The Do's and Don'ts of Grieving

  • Don't hide your feelings. Try to bring into the open whatever emotions you are feeling, as this is central to working with your grief.
  • Don't rush into having the funeral right away or arrange a more expensive funeral than you can afford.
  • Don't turn to drugs, smoking or alcohol to stop yourself feeling the pain of grieving.
  • Don't think about blame, shame or incrimination, but only about being healed.
  • Don't fear the change that is now coming into your life. Life is like a mosaic and when the familiar pattern breaks apart, we can become very frightened. Yet it may well be that this fragmentation enables us to re-arrange our lives in an equally or even more harmonious order.
  • Do express your feelings as much as possible.

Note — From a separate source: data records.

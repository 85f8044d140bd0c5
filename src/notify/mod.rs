//! Interaction state notifications
//!
//! The assistant reports what it is doing (idle, listening, thinking,
//! speaking, error) to an external indicator. Notification is fire-and-forget:
//! implementations log their own failures and never block the caller.

mod led;

use std::fmt;

use serde::Deserialize;

pub use led::{LedCommand, LedNotifier, LedTracker};

/// What the assistant is doing, as shown to the user
#[derive(Debug, Clone, Copy, PartialEq, Eq, Hash)]
pub enum InteractionState {
    /// Waiting for the wake word
    Idle,
    /// Capturing a request
    Listening,
    /// Request sent, waiting for the answer
    Thinking,
    /// Playing the answer
    Speaking,
    /// Something went wrong
    Error,
}

impl fmt::Display for InteractionState {
    fn fmt(&self, f: &mut fmt::Formatter<'_>) -> fmt::Result {
        let name = match self {
            Self::Idle => "idle",
            Self::Listening => "listening",
            Self::Thinking => "thinking",
            Self::Speaking => "speaking",
            Self::Error => "error",
        };
        f.write_str(name)
    }
}

/// Receives interaction state changes
pub trait StateNotifier: Send + Sync {
    /// Report a state change; must not block
    fn notify(&self, state: InteractionState);
}

/// Notifier that only logs
#[derive(Debug, Clone, Copy, Default)]
pub struct LogNotifier;

impl StateNotifier for LogNotifier {
    fn notify(&self, state: InteractionState) {
        tracing::info!(%state, "interaction state");
    }
}

/// Which notifier the daemon uses
#[derive(Debug, Clone, Copy, Default, PartialEq, Eq, Deserialize)]
#[serde(rename_all = "snake_case")]
pub enum NotifierKind {
    /// Log state changes only
    #[default]
    Log,
    /// Drive LEDs over ubus and play sound cues
    Ubus,
}

impl NotifierKind {
    /// Parse from a string, falling back to `Log` for unknown values
    #[must_use]
    pub fn from_str(s: &str) -> Self {
        match s.trim().to_lowercase().as_str() {
            "ubus" | "led" | "leds" => Self::Ubus,
            _ => Self::Log,
        }
    }
}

  • Do talk through what has happened with someone you trust, eg. Family member, close friend or even an appropriate local support groups
  • Do make your peace with your loved-one. If this was not possible in life, it is really of no consequence. You can still do so now by sending kind, forgiving thoughts to them or by beginning to forgive yourself.
  • Do dig deep and draw on your inner reserves of determination and strength to get you through this sad time. Even if you are not religious do not underestimate the power of prayer.
  • Do take good care of yourself
  • Do get lots of rest, eat well and give yourself sufficient time off to grieve.
  • Do begin to make long term plans for the future so that you will always have something to look forward to but remember -don't rush any big life changes.
  • Do keep in touch with family and friends. Remember most people feel honoured when asked for help. However, many people feel awkward and embarrassed about offering their help, so it may be left up to you to ask for it, even though this is a very difficult time for you.
  • Do treasure the help and support that is given unconditionally to you at this time. The more you open yourself up to others the more help you will receive but don't dwell on or begin to enjoy the sympathy you are given.
  • Don't take for granted any source of trusted and genuine help as this tends to drive away those you most need in your life at this time and may perhaps lead to further feelings of loss or perhaps rejection. Remember when you are most clearly seen by others you are most clearly understood and they can help you with the process of healing.
  • Do contact your family doctor if you feel unwell.